Blogger and former Washington Times staffer Robert Stacy McCain has an article over at The American Spectator's Web site that blows away the stereotype many in the MSM seem to have about Rush Limbaugh's audience being nothing more than "angry white men."
In "Taxi Driver Dittos, Rush", McCain relays a brief story of his interaction with a D.C. cabbie originally from Nigeria who loves Limbaugh.
Here's an excerpt:
Cabs lined up with engines idling outside Washington's historic Omni Shoreham Hotel about 5 p.m. Saturday afternoon. Drivers were waiting to sweep away thousands of guests who soon would depart the Conservative Political Action Conference (CPAC), but nobody was leaving yet, and so the drivers waited.

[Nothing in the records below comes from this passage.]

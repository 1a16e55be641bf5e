use aurora_script::{param_object, Ability, FunctionContext, ScriptObject};

use crate::game::Game;

/// `GetAbilityScore(creature, ability, base)`; 0 for anything that is not a
/// creature or an unknown ability.
pub(super) fn get_ability_score(game: &mut Game, ctx: &mut FunctionContext) {
    let ability = Ability::from_index(ctx.param(1).as_int());
    let base = ctx.param(2).as_int() != 0;
    let creature = param_object(game.objects(), ctx, 0).and_then(ScriptObject::creature);

    let score = match (creature, ability) {
        (Some(creature), Some(ability)) if base => creature.base_ability(ability),
        (Some(creature), Some(ability)) => creature.ability(ability),
        _ => 0,
    };
    ctx.set_return(score);
}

"When does Rush speak?" asked a stocky driver in a blue hooded sweatshirt.
"He just started speaking," I answered.
"Oh, man, I wish I could be there," the driver said. "He is great."
He came to America from Nigeria in 1983. A quarter-century later, he now drives his cab in the nation's capital to pay tuition for his daughter, Seun, a freshman biochemistry major at Maryland's St. Mary's College, whose school emblem adorned the blue hoodie Onakoya wore Saturday with paternal pride.
Onakoya has been a loyal Dittohead for years. He explained that not all who ride in his cab appreciate his radio habit of listening to Limbaugh from noon to 3 p.m. weekdays.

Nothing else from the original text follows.